Industry sources said they have never seen rates fall so low. "This is a whole new ball game," said one trader.

The Baltic Dry Index (BDI) which measures freight rates for bulk commodities such as iron ore and grains crashed several months ago, falling 96pc. The BDI – though a useful early-warning index – is highly volatile and exaggerates apparent ups and downs in trade. However, the latest phase of the shipping crisis is different. It has spread to core trade of finished industrial goods, the lifeblood of the world economy.

Trade data from Asia's export tigers has been disastrous over recent weeks, reflecting the collapse in US, UK and European markets.


There have been discussions about the BDI before on threads, which is the bulk commodities shipping. But now it has gone to the finished goods shipping.

Grains etc. had been piling up everywhere and not getting shipped to be made into food.

Now the finished product shipping has gone down to nothing.

For those who have not believe and have not listened in the last few months, about needing food for months to survive, you need to listen now.

The grocery store shelves will now actually start being depleted - without being restocked.


A report by ING yesterday said shipping activity at US ports has suddenly dived.
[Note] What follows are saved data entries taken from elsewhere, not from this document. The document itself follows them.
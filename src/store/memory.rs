//! In-memory store for tests.

use std::path::{Path, PathBuf};

use super::{ProjectModel, ProjectStore, StoreError};

/// Holds a [`ProjectModel`] in memory and records saves.
#[derive(Debug, Clone)]
pub struct MemoryStore {
    location: PathBuf,
    model: Option<ProjectModel>,
    saves: usize,
}

impl MemoryStore {
    pub fn new(model: ProjectModel) -> Self {
        Self {
            location: PathBuf::from("memory://project.pbxproj"),
            model: Some(model),
            saves: 0,
        }
    }

    /// A store whose document does not exist.
    pub fn missing() -> Self {
        Self {
            location: PathBuf::from("memory://missing.pbxproj"),
            model: None,
            saves: 0,
        }
    }

    /// The current (possibly saved) model.
    pub fn model(&self) -> Option<&ProjectModel> {
        self.model.as_ref()
    }

    pub fn save_count(&self) -> usize {
        self.saves
    }
}

impl ProjectStore for MemoryStore {
    fn location(&self) -> &Path {
        &self.location
    }

    fn exists(&self) -> bool {
        self.model.is_some()
    }

    fn load(&mut self) -> Result<ProjectModel, StoreError> {
        self.model
            .clone()
            .ok_or_else(|| StoreError::NotFound(self.location.clone()))
    }

    fn save(&mut self, model: &ProjectModel) -> Result<(), StoreError> {
        self.model = Some(model.clone());
        self.saves += 1;
        Ok(())
    }
}

#[cfg(test)]
mod tests {
    use super::*;
    use crate::store::Target;

    #[test]
    fn test_round_trip_counts_saves() {
        let model = ProjectModel {
            targets: vec![Target::new("T1", "App")],
        };
        let mut store = MemoryStore::new(model.clone());
        assert!(store.exists());
        assert_eq!(store.load().unwrap(), model);
        store.save(&model).unwrap();
        assert_eq!(store.save_count(), 1);
    }

    #[test]
    fn test_missing_store() {
        let mut store = MemoryStore::missing();
        assert!(!store.exists());
        assert!(matches!(store.load(), Err(StoreError::NotFound(_))));
    }
}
Outbound traffic from Long Beach and Los Angeles, America's two top ports, has fallen by 18pc year-on-year, a far more serious decline than anything seen in recent recessions.

"This is no regular cycle slowdown, but a complete collapse in foreign demand," said Lindsay Coburn, ING's trade consultant.

Idle ships are now stretched in rows outside Singapore's harbour, creating an eerie silhouette like a vast naval fleet at anchor. Shipping experts note the number of vessels moving around seem unusually high in the water, indicating low cargoes.

It became difficult for the shippers to obtain routine letters of credit at the height of financial crisis over the autumn, causing goods to pile up at ports even though there was a willing buyer at the other end. Analysts say this problem has been resolved, but the shipping industry has since been swamped by the global trade contraction.


This is serious, think about all the foods you buy that are not made here.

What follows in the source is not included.